The full set of entries, reproduced exactly, is the expected answer.

Excerpted records:
Content starts
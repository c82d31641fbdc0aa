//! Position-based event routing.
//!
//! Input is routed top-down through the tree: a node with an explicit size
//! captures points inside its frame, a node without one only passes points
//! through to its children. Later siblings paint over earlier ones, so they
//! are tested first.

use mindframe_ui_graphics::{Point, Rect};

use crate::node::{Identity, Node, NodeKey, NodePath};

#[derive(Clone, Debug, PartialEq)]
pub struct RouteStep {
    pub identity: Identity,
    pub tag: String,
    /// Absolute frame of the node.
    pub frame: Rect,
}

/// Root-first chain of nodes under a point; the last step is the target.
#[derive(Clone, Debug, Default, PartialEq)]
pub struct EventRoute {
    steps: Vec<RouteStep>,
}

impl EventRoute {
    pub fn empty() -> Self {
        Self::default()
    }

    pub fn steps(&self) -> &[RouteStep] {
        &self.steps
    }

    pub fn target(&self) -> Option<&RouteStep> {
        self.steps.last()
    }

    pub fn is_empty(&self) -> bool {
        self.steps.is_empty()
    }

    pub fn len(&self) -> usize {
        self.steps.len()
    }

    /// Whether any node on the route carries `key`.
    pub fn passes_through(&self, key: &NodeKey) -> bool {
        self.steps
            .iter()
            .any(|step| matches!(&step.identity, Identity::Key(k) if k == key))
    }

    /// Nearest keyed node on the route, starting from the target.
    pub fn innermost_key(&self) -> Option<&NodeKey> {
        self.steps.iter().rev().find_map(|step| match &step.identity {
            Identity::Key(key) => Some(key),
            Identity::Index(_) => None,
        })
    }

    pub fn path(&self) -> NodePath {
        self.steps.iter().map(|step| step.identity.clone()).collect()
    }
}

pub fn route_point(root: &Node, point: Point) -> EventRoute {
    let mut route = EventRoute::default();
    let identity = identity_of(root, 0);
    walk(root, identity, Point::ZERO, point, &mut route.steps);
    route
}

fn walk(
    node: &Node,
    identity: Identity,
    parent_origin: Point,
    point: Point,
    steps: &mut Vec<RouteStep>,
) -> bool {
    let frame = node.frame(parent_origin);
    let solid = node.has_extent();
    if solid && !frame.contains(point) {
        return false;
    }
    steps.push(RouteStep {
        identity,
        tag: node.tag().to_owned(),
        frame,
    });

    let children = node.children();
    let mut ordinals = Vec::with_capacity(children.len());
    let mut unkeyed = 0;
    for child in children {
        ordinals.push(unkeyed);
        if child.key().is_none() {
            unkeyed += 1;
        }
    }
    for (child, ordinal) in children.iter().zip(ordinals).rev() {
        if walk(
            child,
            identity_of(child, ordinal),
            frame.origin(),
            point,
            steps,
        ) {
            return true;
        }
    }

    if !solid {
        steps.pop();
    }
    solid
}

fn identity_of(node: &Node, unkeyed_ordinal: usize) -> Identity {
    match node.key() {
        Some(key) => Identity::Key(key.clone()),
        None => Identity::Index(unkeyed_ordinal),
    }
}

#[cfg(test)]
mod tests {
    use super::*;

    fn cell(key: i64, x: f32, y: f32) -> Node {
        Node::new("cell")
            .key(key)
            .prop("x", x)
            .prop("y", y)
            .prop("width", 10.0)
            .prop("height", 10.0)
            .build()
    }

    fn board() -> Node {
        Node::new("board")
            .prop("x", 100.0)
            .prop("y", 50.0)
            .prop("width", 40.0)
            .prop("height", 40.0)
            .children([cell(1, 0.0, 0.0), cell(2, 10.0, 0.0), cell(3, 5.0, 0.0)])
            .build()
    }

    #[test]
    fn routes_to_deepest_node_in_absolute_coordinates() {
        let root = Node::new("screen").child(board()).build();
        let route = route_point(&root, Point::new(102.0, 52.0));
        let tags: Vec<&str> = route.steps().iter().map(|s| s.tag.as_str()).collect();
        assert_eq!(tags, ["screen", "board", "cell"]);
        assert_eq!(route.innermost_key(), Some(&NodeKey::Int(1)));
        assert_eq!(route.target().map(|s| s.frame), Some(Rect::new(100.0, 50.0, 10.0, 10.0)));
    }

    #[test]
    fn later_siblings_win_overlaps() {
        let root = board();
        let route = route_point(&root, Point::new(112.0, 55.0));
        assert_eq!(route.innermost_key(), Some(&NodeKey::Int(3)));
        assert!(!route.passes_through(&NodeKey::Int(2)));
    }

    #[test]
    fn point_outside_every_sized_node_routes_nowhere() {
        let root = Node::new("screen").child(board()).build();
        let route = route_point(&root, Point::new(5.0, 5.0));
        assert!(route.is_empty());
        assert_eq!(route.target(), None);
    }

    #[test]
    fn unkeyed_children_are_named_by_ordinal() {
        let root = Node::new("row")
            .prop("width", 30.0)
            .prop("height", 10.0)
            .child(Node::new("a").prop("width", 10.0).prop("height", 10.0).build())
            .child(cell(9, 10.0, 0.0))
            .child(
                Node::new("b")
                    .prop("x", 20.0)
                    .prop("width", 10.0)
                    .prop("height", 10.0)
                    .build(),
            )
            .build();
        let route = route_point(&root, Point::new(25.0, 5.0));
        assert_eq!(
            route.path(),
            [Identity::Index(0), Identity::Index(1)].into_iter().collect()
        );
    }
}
Content ends
Reply to the task:
repository c82d31641fbdc0aa
//! Position-based event routing.
//!
//! Input is routed top-down through the tree: a node with an explicit size
//! captures points inside its frame, a node without one only passes points
//! through to its children. Later siblings paint over earlier ones, so they
//! are tested first.

use mindframe_ui_graphics::{Point, Rect};

use crate::node::{Identity, Node, NodeKey, NodePath};

#[derive(Clone, Debug, PartialEq)]
pub struct RouteStep {
    pub identity: Identity,
    pub tag: String,
    /// Absolute frame of the node.
    pub frame: Rect,
}

/// Root-first chain of nodes under a point; the last step is the target.
#[derive(Clone, Debug, Default, PartialEq)]
pub struct EventRoute {
    steps: Vec<RouteStep>,
}

impl EventRoute {
    pub fn empty() -> Self {
        Self::default()
    }

    pub fn steps(&self) -> &[RouteStep] {
        &self.steps
    }

    pub fn target(&self) -> Option<&RouteStep> {
        self.steps.last()
    }

    pub fn is_empty(&self) -> bool {
        self.steps.is_empty()
    }

    pub fn len(&self) -> usize {
        self.steps.len()
    }

    /// Whether any node on the route carries `key`.
    pub fn passes_through(&self, key: &NodeKey) -> bool {
        self.steps
            .iter()
            .any(|step| matches!(&step.identity, Identity::Key(k) if k == key))
    }

    /// Nearest keyed node on the route, starting from the target.
    pub fn innermost_key(&self) -> Option<&NodeKey> {
        self.steps.iter().rev().find_map(|step| match &step.identity {
            Identity::Key(key) => Some(key),
            Identity::Index(_) => None,
        })
    }

    pub fn path(&self) -> NodePath {
        self.steps.iter().map(|step| step.identity.clone()).collect()
    }
}

pub fn route_point(root: &Node, point: Point) -> EventRoute {
    let mut route = EventRoute::default();
    let identity = identity_of(root, 0);
    walk(root, identity, Point::ZERO, point, &mut route.steps);
    route
}

fn walk(
    node: &Node,
    identity: Identity,
    parent_origin: Point,
    point: Point,
    steps: &mut Vec<RouteStep>,
) -> bool {
    let frame = node.frame(parent_origin);
    let solid = node.has_extent();
    if solid && !frame.contains(point) {
        return false;
    }
    steps.push(RouteStep {
        identity,
        tag: node.tag().to_owned(),
        frame,
    });

    let children = node.children();
    let mut ordinals = Vec::with_capacity(children.len());
    let mut unkeyed = 0;
    for child in children {
        ordinals.push(unkeyed);
        if child.key().is_none() {
            unkeyed += 1;
        }
    }
    for (child, ordinal) in children.iter().zip(ordinals).rev() {
        if walk(
            child,
            identity_of(child, ordinal),
            frame.origin(),
            point,
            steps,
        ) {
            return true;
        }
    }

    if !solid {
        steps.pop();
    }
    solid
}

fn identity_of(node: &Node, unkeyed_ordinal: usize) -> Identity {
    match node.key() {
        Some(key) => Identity::Key(key.clone()),
        None => Identity::Index(unkeyed_ordinal),
    }
}

#[cfg(test)]
mod tests {
    use super::*;

    fn cell(key: i64, x: f32, y: f32) -> Node {
        Node::new("cell")
            .key(key)
            .prop("x", x)
            .prop("y", y)
            .prop("width", 10.0)
            .prop("height", 10.0)
            .build()
    }

    fn board() -> Node {
        Node::new("board")
            .prop("x", 100.0)
            .prop("y", 50.0)
            .prop("width", 40.0)
            .prop("height", 40.0)
            .children([cell(1, 0.0, 0.0), cell(2, 10.0, 0.0), cell(3, 5.0, 0.0)])
            .build()
    }

    #[test]
    fn routes_to_deepest_node_in_absolute_coordinates() {
        let root = Node::new("screen").child(board()).build();
        let route = route_point(&root, Point::new(102.0, 52.0));
        let tags: Vec<&str> = route.steps().iter().map(|s| s.tag.as_str()).collect();
        assert_eq!(tags, ["screen", "board", "cell"]);
        assert_eq!(route.innermost_key(), Some(&NodeKey::Int(1)));
        assert_eq!(route.target().map(|s| s.frame), Some(Rect::new(100.0, 50.0, 10.0, 10.0)));
    }

    #[test]
    fn later_siblings_win_overlaps() {
        let root = board();
        let route = route_point(&root, Point::new(112.0, 55.0));
        assert_eq!(route.innermost_key(), Some(&NodeKey::Int(3)));
        assert!(!route.passes_through(&NodeKey::Int(2)));
    }

    #[test]
    fn point_outside_every_sized_node_routes_nowhere() {
        let root = Node::new("screen").child(board()).build();
        let route = route_point(&root, Point::new(5.0, 5.0));
        assert!(route.is_empty());
        assert_eq!(route.target(), None);
    }

    #[test]
    fn unkeyed_children_are_named_by_ordinal() {
        let root = Node::new("row")
            .prop("width", 30.0)
            .prop("height", 10.0)
            .child(Node::new("a").prop("width", 10.0).prop("height", 10.0).build())
            .child(cell(9, 10.0, 0.0))
            .child(
                Node::new("b")
                    .prop("x", 20.0)
                    .prop("width", 10.0)
                    .prop("height", 10.0)
                    .build(),
            )
            .build();
        let route = route_point(&root, Point::new(25.0, 5.0));
        assert_eq!(
            route.path(),
            [Identity::Index(0), Identity::Index(1)].into_iter().collect()
        );
    }
}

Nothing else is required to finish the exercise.